謙遜になることと他者を敬うことを心から実行することは、簡単なことではありません。「心の貧しい者は幸いです」(マタイ5:3) 自分が神の前にいかに罪深く弱い者であるかを自覚してその罪を悲しむこと。そして神の前にへりくだることが、人にとって本当に幸いなことなのだとイエスは教えました。神の前には誰も誇れるような人はいません。私たちは皆、神の前に罪深く、傲慢な者なのです。

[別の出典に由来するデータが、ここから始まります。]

/// A struct slot passed by value: bound as an object whose builder
/// produces `Arc<T>`, extracted by cloning the referenced value
pub struct RefBinder<T> {
    inner: ObjBinder<Arc<T>>,
}

impl<T> Default for RefBinder<T> {
    fn default() -> Self {
        RefBinder {
            inner: ObjBinder::default(),
        }
    }
}

impl<T: Clone + 'static> Bind for RefBinder<T> {
    type Value = T;

    fn bind(&self, graph: &ObjectGraph, expr: &Expr) -> Result<()> {
        self.inner.bind(graph, expr)
    }

    fn value(&self) -> Result<T> {
        Ok(self.inner.value()?.as_ref().clone())
    }
}

/// A slot of inner type `T` satisfied by an object of a [`Proxy`] class
pub struct ProxyBinder<T> {
    inner: ObjBinder<Arc<Proxy<T>>>,
}

impl<T> Default for ProxyBinder<T> {
    fn default() -> Self {
        ProxyBinder {
            inner: ObjBinder::default(),
        }
    }
}

impl<T: Clone + 'static> Bind for ProxyBinder<T> {
    type Value = T;

    fn bind(&self, graph: &ObjectGraph, expr: &Expr) -> Result<()> {
        self.inner.bind(graph, expr)
    }

    fn value(&self) -> Result<T> {
        Ok(self.inner.value()?.get())
    }
}

/// A list slot; each element is bound recursively as a full parameter,
/// fallback included
pub struct ListBinder<B: Bind> {
    elements: RefCell<Vec<Param<B>>>,
}

impl<B: Bind> Default for ListBinder<B>
where
    B::Value: Clone + 'static,
{
    fn default() -> Self {
        ListBinder {
            elements: RefCell::new(Vec::new()),
        }
    }
}

impl<B: Bind> Bind for ListBinder<B>
where
    B::Value: Clone + 'static,
{
    type Value = Vec<B::Value>;

    fn bind(&self, graph: &ObjectGraph, expr: &Expr) -> Result<()> {
        let items = graph.to_list(expr)?;
        let mut elements = self.elements.borrow_mut();
        for (index, item) in items.iter().enumerate() {
            let element = Param::<B>::default();
            element.bind(graph, item, index + 1)?;
            elements.push(element);
        }
        Ok(())
    }

    fn value(&self) -> Result<Vec<B::Value>> {
        self.elements.borrow().iter().map(Param::value).collect()
    }
}

/// A set of literal values; duplicates are rejected at bind time
pub struct SetBinder<T: Ord> {
    values: RefCell<BTreeSet<T>>,
}

impl<T: Ord> Default for SetBinder<T> {
    fn default() -> Self {
        SetBinder {
            values: RefCell::new(BTreeSet::new()),
        }
    }
}

impl<T: Literal + Ord> Bind for SetBinder<T> {
    type Value = BTreeSet<T>;

    fn bind(&self, graph: &ObjectGraph, expr: &Expr) -> Result<()> {
        let items = graph.to_list(expr)?;
        let mut values = self.values.borrow_mut();
        for (index, item) in items.iter().enumerate() {
            let value = T::convert(graph, item)
                .map_err(|err| bind_error(err, &item.describe(), index + 1))?;
            if !values.insert(value.clone()) {
                bail!("Duplicate value {value}");
            }
        }
        Ok(())
    }

    fn value(&self) -> Result<BTreeSet<T>> {
        Ok(self.values.borrow().clone())
    }
}

/// A map with literal keys; duplicate keys are rejected at bind time
pub struct MapBinder<K: Ord, B: Bind> {
    entries: RefCell<BTreeMap<K, Param<B>>>,
}
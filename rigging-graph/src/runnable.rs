use std::{
    rc::Rc,
    sync::{
        atomic::{AtomicBool, Ordering},
        Arc,
    },
};

use anyhow::Result;

use rigging_expr::Expr;

use crate::{
    binders::{ListBinder, ObjBinder, Param},
    builder::{Builder, ClassBuilder, FactoryFn},
    library::{library_table, DlSymbol, Library},
};

/// The interface of root objects: `run` returns an integer status.
///
/// 0 means success, 1 means failure-but-continue, and any other value
/// means failure-and-abort. Building is single threaded, but a runnable
/// may be run from a worker thread.
pub trait Runnable: Send + Sync {
    /// Executes and reports a status
    fn run(&self) -> i32;
}

/// The alias of the static library carrying the built-in classes
pub const BUILTIN_LIBRARY: &str = "IOC";

/// Runs its children left to right, OR-ing their statuses and stopping
/// before the next child once the accumulated status leaves `{0, 1}`
pub struct SequentialRunnableList {
    children: Vec<Arc<dyn Runnable>>,
}

impl SequentialRunnableList {
    /// Wraps the children to be run in order
    pub fn new(children: Vec<Arc<dyn Runnable>>) -> Self {
        SequentialRunnableList { children }
    }
}

impl Runnable for SequentialRunnableList {
    fn run(&self) -> i32 {
        let mut status = 0;
        for child in &self.children {
            if status & !1 != 0 {
                break;
            }
            status |= child.run();
        }
        status
    }
}

/// Runs every child on its own thread, joins them all, then ORs their
/// final statuses. There is no abort; children decide for themselves
/// whether to keep going.
pub struct ParallelRunnableList {
    children: Vec<Arc<dyn Runnable>>,
}

impl ParallelRunnableList {
    /// Wraps the children to be run concurrently
    pub fn new(children: Vec<Arc<dyn Runnable>>) -> Self {
        ParallelRunnableList { children }
    }
}

impl Runnable for ParallelRunnableList {
    fn run(&self) -> i32 {
        std::thread::scope(|scope| {
            let handles: Vec<_> = self
                .children
                .iter()
                .map(|child| scope.spawn(move || child.run()))
                .collect();
            handles
                .into_iter()
                .fold(0, |status, handle| {
                    status | handle.join().expect("runnable thread panicked")
                })
        })
    }
}

fn runnable_list_factory<R>(make: fn(Vec<Arc<dyn Runnable>>) -> R) -> DlSymbol
where
    R: Runnable + 'static,
{
    DlSymbol::Factory(Arc::new(FactoryFn(move |alias: &str, expr: &Expr| {
        Rc::new(ClassBuilder::<
            Arc<dyn Runnable>,
            (Param<ListBinder<ObjBinder<Arc<dyn Runnable>>>>,),
        >::new(alias, expr, move |(children,)| {
            Ok(Arc::new(make(children)) as Arc<dyn Runnable>)
        })) as Rc<dyn Builder>
    })))
}

/// Registers the built-in `SequentialRunnableList` and
/// `ParallelRunnableList` classes under the static library alias
/// [`BUILTIN_LIBRARY`]. Idempotent.
pub fn init_builtin_library() -> Result<()> {
    static INITIALISED: AtomicBool = AtomicBool::new(false);
    if INITIALISED.swap(true, Ordering::SeqCst) {
        return Ok(());
    }
    let symbols = [
        (
            "SequentialRunnableList".to_owned(),
            runnable_list_factory(SequentialRunnableList::new),
        ),
        (
            "ParallelRunnableList".to_owned(),
            runnable_list_factory(ParallelRunnableList::new),
        ),
    ];
    library_table().add_static_library(Library::with_static_symbols(
        BUILTIN_LIBRARY,
        "builtin",
        symbols,
    ))?;
    Ok(())
}
use std::fmt::Display;

/// A detailed error for an issue encountered while parsing an expression
#[derive(Debug, PartialEq)]
pub struct ParseError<'a> {
    error: String,
    text: &'a str,
    span: &'a str,
}

impl Display for ParseError<'_> {
    fn fmt(&self, f: &mut std::fmt::Formatter<'_>) -> std::fmt::Result {
        let lineno = self.line_number();
        let line = self.text.lines().nth(lineno - 1).unwrap_or("<EOF>");
        let column = self.span.as_ptr() as usize - line.as_ptr() as usize;
        writeln!(f, "Error: {}", self.error)?;
        writeln!(f, "     |")?;
        writeln!(f, "{lineno:4} | {line}")?;
        if column == 0 {
            writeln!(f, "     |")?;
        } else {
            writeln!(f, "     | {0:1$}^", "", column)?;
        }
        Ok(())
    }
}

impl std::error::Error for ParseError<'_> {}

impl<'a> ParseError<'a> {
    /// Constructs a detailed error for an issue encountered during parsing
    pub fn new(error: String, text: &'a str, span: &'a str) -> ParseError<'a> {
        ParseError { error, text, span }
    }

    /// The bare message, without the rendered source context
    pub fn message(&self) -> &str {
        &self.error
    }

    /// Returns the calculated line number of the span within the text
    pub fn line_number(&self) -> usize {
        let pos = self.span.as_ptr() as usize - self.text.as_ptr() as usize;
        self.text[..pos].chars().filter(|&c| c == '\n').count() + 1
    }
}
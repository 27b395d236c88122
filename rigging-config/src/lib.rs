//! Loading of rigging configuration files into a table of named
//! definitions.
//!
//! A configuration file is line oriented. Lines are trimmed of horizontal
//! whitespace and classified as one of:
//!
//! | Line                    | Meaning
//! |-------------------------|---------------------------
//! | `#!...`                 | Shebang; permitted on the first line only
//! | `#include "PATH"`       | Load another file into the same table
//! | `#define NAME "VALUE"`  | Add a macro for `$(NAME)` substitution
//! | `! anything`            | Comment
//! | `NAME = EXPR;`          | A definition (may span several lines)
//!
//! A definition accumulates lines until one ends with `;`; the collected
//! text is macro-expanded and handed to the expression parser. Every name
//! is defined at most once across the whole configuration, includes and
//! all, and must match `[A-Za-z][A-Za-z0-9._]*` without colliding with the
//! reserved words.
//!
//! `$(NAME)` occurrences in include paths, define values and definition
//! bodies are substituted from the define table; `$(CurrentDir)` expands
//! to the directory of the file being processed.
//!
//! ```
//! use camino::Utf8Path;
//! use rigging_config::Definitions;
//! use rigging_expr::Expr;
//!
//! let defs = Definitions::load_str(
//!     r#"
//!     ! A minimal configuration
//!     Greeting = "hello";
//!     Count = 3;
//!     "#,
//!     Utf8Path::new("/etc/app"),
//! )?;
//! assert_eq!(defs.get("Count"), Some(&Expr::Int(3)));
//! assert_eq!(defs.get("Missing"), None);
//! # Ok::<(), anyhow::Error>(())
//! ```
#![warn(missing_docs)]

use std::collections::{HashMap, HashSet};

use anyhow::{anyhow, bail, Context as _, Result};
use camino::{Utf8Path, Utf8PathBuf};
use regex::Regex;

use rigging_expr::{parse_expression, Expr};

/// Names that may not be used for definitions. Sorted, for binary search.
pub const RESERVED_WORDS: [&str; 10] = [
    "Class", "Concat", "CurrentDir", "Library", "List", "false", "newline", "quote", "tab", "true",
];

/// Whether `name` is reserved by the expression language
pub fn is_reserved(name: &str) -> bool {
    RESERVED_WORDS.binary_search(&name).is_ok()
}

/// The named expressions of a loaded configuration, immutable once loaded
#[derive(Debug, Default)]
pub struct Definitions {
    map: HashMap<String, Expr>,
}

impl Definitions {
    /// Loads the configuration file at `path`, following `#include`s
    pub fn load(path: impl AsRef<Utf8Path>) -> Result<Self> {
        let path = path.as_ref();
        let mut loader = Loader::new();
        loader.files.insert(path.to_owned());
        loader.load_file(path)?;
        Ok(Definitions {
            map: loader.definitions,
        })
    }

    /// Loads a configuration from an in-memory string, treating `dir` as
    /// the directory the text notionally lives in (for `CurrentDir` and
    /// relative includes). Primarily used for tests and embedding.
    pub fn load_str(text: &str, dir: impl AsRef<Utf8Path>) -> Result<Self> {
        let mut loader = Loader::new();
        let dir = directory_prefix(dir.as_ref());
        loader.process_source(text, Utf8Path::new("<config>"), &dir)?;
        Ok(Definitions {
            map: loader.definitions,
        })
    }

    /// Returns the expression defined under `name`, if any
    pub fn get(&self, name: &str) -> Option<&Expr> {
        self.map.get(name)
    }

    /// The number of definitions in the table
    pub fn len(&self) -> usize {
        self.map.len()
    }

    /// Whether the configuration defined anything at all
    pub fn is_empty(&self) -> bool {
        self.map.is_empty()
    }

    /// Iterates over all `(name, expression)` definitions, unordered
    pub fn iter(&self) -> impl Iterator<Item = (&str, &Expr)> {
        self.map.iter().map(|(name, expr)| (name.as_str(), expr))
    }
}

struct Loader {
    definitions: HashMap<String, Expr>,
    files: HashSet<Utf8PathBuf>,
    defines: HashMap<String, String>,
    include_line: Regex,
    define_line: Regex,
    definition: Regex,
    macro_use: Regex,
}

impl Loader {
    fn new() -> Self {
        Loader {
            definitions: HashMap::new(),
            files: HashSet::new(),
            defines: HashMap::new(),
            include_line: Regex::new(r#"^#include\s+"([^"]+)"$"#).expect("include pattern"),
            define_line: Regex::new(r#"^#define\s+([A-Za-z]+)\s+"([^"]+)"$"#)
                .expect("define pattern"),
            definition: Regex::new(r"^([A-Za-z][A-Za-z0-9._]*)\s*=\s*(.+);$")
                .expect("definition pattern"),
            macro_use: Regex::new(r"\$\(([A-Za-z]+)\)").expect("macro pattern"),
        }
    }

    fn load_file(&mut self, path: &Utf8Path) -> Result<()> {
        tracing::info!("Loading config file {path}");
        let text = std::fs::read_to_string(path)
            .with_context(|| format!("Failed to open config file {path}"))?;
        let dir = parent_directory(path)?;
        self.process_source(&text, path, &dir)
    }

    fn process_source(&mut self, text: &str, file: &Utf8Path, dir: &str) -> Result<()> {
        // A definition in progress, accumulated until a line ends with ';'
        let mut pending = String::new();

        for (index, raw) in text.lines().enumerate() {
            let line = raw.trim_matches(|c| c == ' ' || c == '\t' || c == '\r');
            if line.is_empty() || line.starts_with('!') {
                continue;
            }
            if line.starts_with('#') {
                if !pending.is_empty() {
                    bail!(
                        "Invalid {line} on line {lineno} after {pending}",
                        lineno = index + 1
                    );
                }
                self.directive(line, index, file, dir)?;
                continue;
            }
            pending.push_str(line);
            if pending.ends_with(';') {
                let statement = std::mem::take(&mut pending);
                self.add_definition(&statement, file, dir)?;
            }
        }
        if !pending.is_empty() {
            bail!("End of file found in {file} whilst processing {pending}");
        }
        Ok(())
    }

    fn directive(&mut self, line: &str, index: usize, file: &Utf8Path, dir: &str) -> Result<()> {
        if line.starts_with("#!") {
            // Lets UNIX systems "execute" a configuration by pointing at
            // the rigging binary; the line itself is not processed
            if index != 0 {
                bail!("#! (shebang) only valid on the first line of the file");
            }
            return Ok(());
        }
        if let Some(captures) = self.include_line.captures(line) {
            let include = self.expand_macros(&captures[1], file, dir)?;
            let include = Utf8PathBuf::from(include);
            let include = if include.is_relative() {
                Utf8PathBuf::from(dir).join(include)
            } else {
                include
            };
            // Best effort: the same file reached through differently
            // spelled paths is loaded twice
            if self.files.insert(include.clone()) {
                self.load_file(&include)?;
            }
            return Ok(());
        }
        if let Some(captures) = self.define_line.captures(line) {
            let name = captures[1].to_owned();
            let value = self.expand_macros(&captures[2], file, dir)?;
            if name == "CurrentDir" {
                bail!("Cannot redefine CurrentDir in {file}");
            }
            if let Some(previous) = self.defines.get(&name) {
                bail!("Cannot redefine {name} in {file} - previously defined as {previous}");
            }
            self.defines.insert(name, value);
            return Ok(());
        }
        bail!("Invalid syntax {line}");
    }

    fn add_definition(&mut self, statement: &str, file: &Utf8Path, dir: &str) -> Result<()> {
        let Some(captures) = self.definition.captures(statement) else {
            bail!("Invalid syntax: {statement}");
        };
        let name = &captures[1];
        let body = captures[2].trim_end();
        if is_reserved(name) {
            bail!("{name} is a reserved word");
        }
        if self.definitions.contains_key(name) {
            bail!("Redefinition of {name}");
        }
        let body = self.expand_macros(body, file, dir)?;
        let expr = parse_expression(&body, dir)
            .map_err(|e| anyhow!("{e}"))
            .with_context(|| format!("defining {name} in file {file}"))?;
        self.definitions.insert(name.to_owned(), expr);
        Ok(())
    }

    /// Substitutes `$(NAME)` occurrences until none remain. `CurrentDir`
    /// is implicit; everything else must have been `#define`d.
    fn expand_macros(&self, input: &str, file: &Utf8Path, dir: &str) -> Result<String> {
        let mut expanded = input.to_owned();
        loop {
            let Some(found) = self.macro_use.find(&expanded) else {
                break;
            };
            let range = found.range();
            let name = expanded[range.start + 2..range.end - 1].to_owned();
            let replacement = if name == "CurrentDir" {
                dir.to_owned()
            } else {
                self.defines
                    .get(&name)
                    .ok_or_else(|| anyhow!("Undefined macro {name} in {input} in file {file}"))?
                    .clone()
            };
            expanded.replace_range(range, &replacement);
        }
        Ok(expanded)
    }
}

/// The directory of `path` with a trailing `/`, falling back to the
/// process working directory for bare file names
fn parent_directory(path: &Utf8Path) -> Result<String> {
    match path.parent() {
        Some(parent) if !parent.as_str().is_empty() => Ok(directory_prefix(parent)),
        _ => {
            let cwd = std::env::current_dir().context("Failed to read working directory")?;
            let cwd = Utf8PathBuf::try_from(cwd).context("Working directory is not UTF-8")?;
            Ok(directory_prefix(&cwd))
        }
    }
}

fn directory_prefix(dir: &Utf8Path) -> String {
    format!("{}/", dir.as_str().trim_end_matches('/'))
}

#[cfg(test)]
mod tests;
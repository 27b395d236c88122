use std::{
    any::Any,
    collections::HashMap,
    sync::{Arc, Mutex, OnceLock},
};

use anyhow::{bail, Result};

use crate::builder::BuilderFactory;

/// The value behind an exported library symbol.
///
/// Class symbols resolve to factories; other exports (output sinks,
/// shared data) ride the same mechanism as opaque values.
#[derive(Clone)]
pub enum DlSymbol {
    /// A class factory
    Factory(Arc<dyn BuilderFactory>),
    /// Any other shared export
    Data(Arc<dyn Any + Send + Sync>),
}

/// The convention for native exports: each factory symbol is a function
/// returning the symbol value
pub type FactorySymbol = extern "Rust" fn() -> DlSymbol;

enum Modules {
    /// A dynamically loaded module
    Native(libloading::Library),
    /// Symbols registered in-process at program start
    Static(HashMap<String, DlSymbol>),
}

/// A loadable module, keyed by its configured alias
pub struct Library {
    alias: String,
    path: String,
    modules: Modules,
}

impl Library {
    /// Opens the native module at `path`
    fn open(alias: &str, path: &str) -> Result<Self> {
        // Symbols looked up later must follow the FactorySymbol convention
        let native = unsafe { libloading::Library::new(path) };
        let native = match native {
            Ok(native) => native,
            Err(err) => bail!("Failed to open library {alias} at {path}\n\t{err}"),
        };
        Ok(Library {
            alias: alias.to_owned(),
            path: path.to_owned(),
            modules: Modules::Native(native),
        })
    }

    /// Builds a static library from in-process symbols. The path does not
    /// need to exist; it only identifies the registration.
    pub fn with_static_symbols(
        alias: &str,
        path: &str,
        symbols: impl IntoIterator<Item = (String, DlSymbol)>,
    ) -> Self {
        Library {
            alias: alias.to_owned(),
            path: path.to_owned(),
            modules: Modules::Static(symbols.into_iter().collect()),
        }
    }

    /// The alias this library is registered under
    pub fn alias(&self) -> &str {
        &self.alias
    }

    /// The path the library was opened from
    pub fn path(&self) -> &str {
        &self.path
    }

    /// Resolves an exported symbol. With `required` set, a missing symbol
    /// is an error naming the library and path.
    pub fn lookup(&self, symbol: &str, required: bool) -> Result<Option<DlSymbol>> {
        let found = match &self.modules {
            Modules::Static(symbols) => symbols.get(symbol).cloned(),
            Modules::Native(native) => {
                // The cast is only as safe as the export convention; a
                // symbol of the wrong shape fails when first used
                let entry = unsafe { native.get::<FactorySymbol>(symbol.as_bytes()) };
                entry.ok().map(|entry| (*entry)())
            }
        };
        if found.is_none() && required {
            bail!(
                "Symbol {symbol} not found in library {} path {}",
                self.alias,
                self.path
            );
        }
        Ok(found)
    }
}

/// The process-wide registry of loaded libraries.
///
/// Mutation happens only during the single-threaded build phase. Entries
/// are leaked: handles must stay valid for the process lifetime because
/// built instances may hold symbols from them, and no safe tear-down
/// order across libraries exists.
pub struct LibraryTable {
    map: Mutex<HashMap<String, &'static Library>>,
}

/// The global library table, initialised on first use
pub fn library_table() -> &'static LibraryTable {
    static TABLE: OnceLock<LibraryTable> = OnceLock::new();
    TABLE.get_or_init(|| LibraryTable {
        map: Mutex::new(HashMap::new()),
    })
}

impl LibraryTable {
    /// Opens and registers the native library at `path` under `alias`.
    /// Re-registration is permitted only at the same path.
    pub fn add_library(&self, alias: &str, path: &str) -> Result<&'static Library> {
        let mut map = self.map.lock().expect("Lock poisoned");
        if let Some(existing) = map.get(alias) {
            if existing.path() != path {
                bail!(
                    "Library with alias {alias} previously defined at {}, now at {path}",
                    existing.path()
                );
            }
            return Ok(existing);
        }
        tracing::debug!("Opening library {alias} at {path}");
        let library: &'static Library = Box::leak(Box::new(Library::open(alias, path)?));
        map.insert(alias.to_owned(), library);
        Ok(library)
    }

    /// Registers an in-process library; same idempotency as
    /// [`LibraryTable::add_library`]
    pub fn add_static_library(&self, library: Library) -> Result<&'static Library> {
        let mut map = self.map.lock().expect("Lock poisoned");
        if let Some(existing) = map.get(library.alias()) {
            if existing.path() != library.path() {
                bail!(
                    "Library with alias {} previously defined at {}, now at {}",
                    library.alias(),
                    existing.path(),
                    library.path()
                );
            }
            return Ok(existing);
        }
        let library: &'static Library = Box::leak(Box::new(library));
        map.insert(library.alias().to_owned(), library);
        Ok(library)
    }

    /// The library registered under `alias`, or `None`
    pub fn get_or_none(&self, alias: &str) -> Option<&'static Library> {
        self.map.lock().expect("Lock poisoned").get(alias).copied()
    }

    /// The library registered under `alias`, or an error
    pub fn get(&self, alias: &str) -> Result<&'static Library> {
        match self.get_or_none(alias) {
            Some(library) => Ok(library),
            None => bail!("Library {alias} not defined"),
        }
    }
}
use anyhow::Result;
use camino::Utf8PathBuf;
use clap::Parser;

use rigging_graph::{get_runnable, init_builtin_library};

/// Builds the object graph described by a configuration file and runs the
/// root runnable, exiting with its status
#[derive(Parser)]
#[command(version, about)]
struct Args {
    /// Configuration file to load
    config: Utf8PathBuf,

    /// Name of the root runnable to build and run
    #[arg(default_value = "Main")]
    root: String,

    /// Increase verbosity (-v: info, -vv: debug, -vvv: trace)
    #[arg(short, long, action = clap::ArgAction::Count)]
    verbose: u8,
}

fn init_tracing(verbosity: u8) {
    let default = match verbosity {
        0 => "warn",
        1 => "info",
        2 => "debug",
        _ => "trace",
    };
    let filter = tracing_subscriber::EnvFilter::try_from_env("RIGGING_LOG")
        .unwrap_or_else(|_| tracing_subscriber::EnvFilter::new(default));
    tracing_subscriber::fmt()
        .with_env_filter(filter)
        .without_time()
        .init();
}

fn main() -> Result<()> {
    let Args {
        config,
        root,
        verbose,
    } = Args::parse();

    init_tracing(verbose);
    init_builtin_library()?;

    let runnable = get_runnable(&config, &root)?;
    let status = runnable.run();
    if status != 0 {
        tracing::warn!("{root} finished with status {status}");
        std::process::exit(status);
    }
    Ok(())
}
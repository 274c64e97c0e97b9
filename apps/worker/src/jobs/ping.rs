//! Compute service liveness job

use async_trait::async_trait;
use similarity_compute_client::ComputeClient;
use tracing::{info, instrument};

use super::{decode_empty, JobContext, JobFailure, JobHandler};

/// Liveness check: calls the compute service and logs what it answered
pub struct PingHandler {
    client: ComputeClient,
}

impl PingHandler {
    pub fn new(client: ComputeClient) -> Self {
        Self { client }
    }
}

#[async_trait]
impl JobHandler for PingHandler {
    #[instrument(skip_all, fields(job_id = %ctx.job_id, attempt = ctx.attempt))]
    async fn handle(&self, payload: &[u8], ctx: &JobContext) -> Result<(), JobFailure> {
        decode_empty(payload)?;

        let response = ctx.run(self.client.ping()).await?;

        info!(body = %response.body.trim(), "Compute service ping response");
        Ok(())
    }
}

#[cfg(test)]
mod tests {
    use super::*;
    use similarity_job_queue::{JobEnvelope, JobType, Lane};
    use similarity_test_utils::MockComputeServer;
    use tokio_util::sync::CancellationToken;
    use tracing_test::traced_test;

    #[tokio::test]
    #[traced_test]
    async fn test_ping_logs_body() {
        let server = MockComputeServer::start().await;
        server.mock_ping(200, "pong from compute").await;
        let handler = PingHandler::new(ComputeClient::new(&server.config()).unwrap());
        let envelope = JobEnvelope::new(JobType::Ping, b"{}".to_vec(), 0, Lane::Default);

        let result = handler
            .handle(&envelope.payload, &JobContext::new(&envelope, CancellationToken::new()))
            .await;

        assert!(result.is_ok());
        assert!(logs_contain("pong from compute"));
        assert!(logs_contain(&format!("job_id={}", envelope.id)));
        assert!(logs_contain("attempt=1"));
    }
}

こんな私たちのために、神様は謙遜を示してくださいました。神の御子であるイエスが人となって、しかも貧しくなってこの世界に来られて、私たちの罪を一切その身に負って十字架でいのちをささげてくださったのです。イエス様はそこまで自らを低くしてくださいました。私たちを罪から救うためにです。それがどれほど大きな恵みであるのか本当に分かる時に、自らへりくだり、他者を敬うことができるようにされるのではないでしょうか。
5)私たちが心掛けたいこと
最後に、私たちが普段の生活の場で具体的に心掛けたいこととして、一つお話ししたいと思います。私たちは、一致を求めるために自己主張せずいつも自分が譲歩して、他人の意見に従わなければならないのでしょうか。必ずしもその必要はないと思います。大切なことは、謙遜と敬う心をもって、相手の立場を理解しようと努めることではないかと思います。「自分のことだけではなく、ほかの人のことも顧みなさい。」(4) あの人はなぜこう言っているのか、相手の立場に立って考えてみたいと思います。その上で、自分が大事だと思うことを伝えていいのではないでしょうか。相手の思いを受け止め、尊重しながら、自分の思いを誠意をもって伝えることです。一方的にならないで、忍耐強くキャッチボールすることです。そうすることでお互いの理解が深まり、よりよい解決の道が開かれていくのではないでしょうか。
「キリスト・イエスのうちにあるこの思いをあなたがたの間でも抱きなさい。」(5)イエス様が示してくださった愛をしっかりと受け止めて、私たちもお互いに愛し合い、仕え合ってまいりましょう。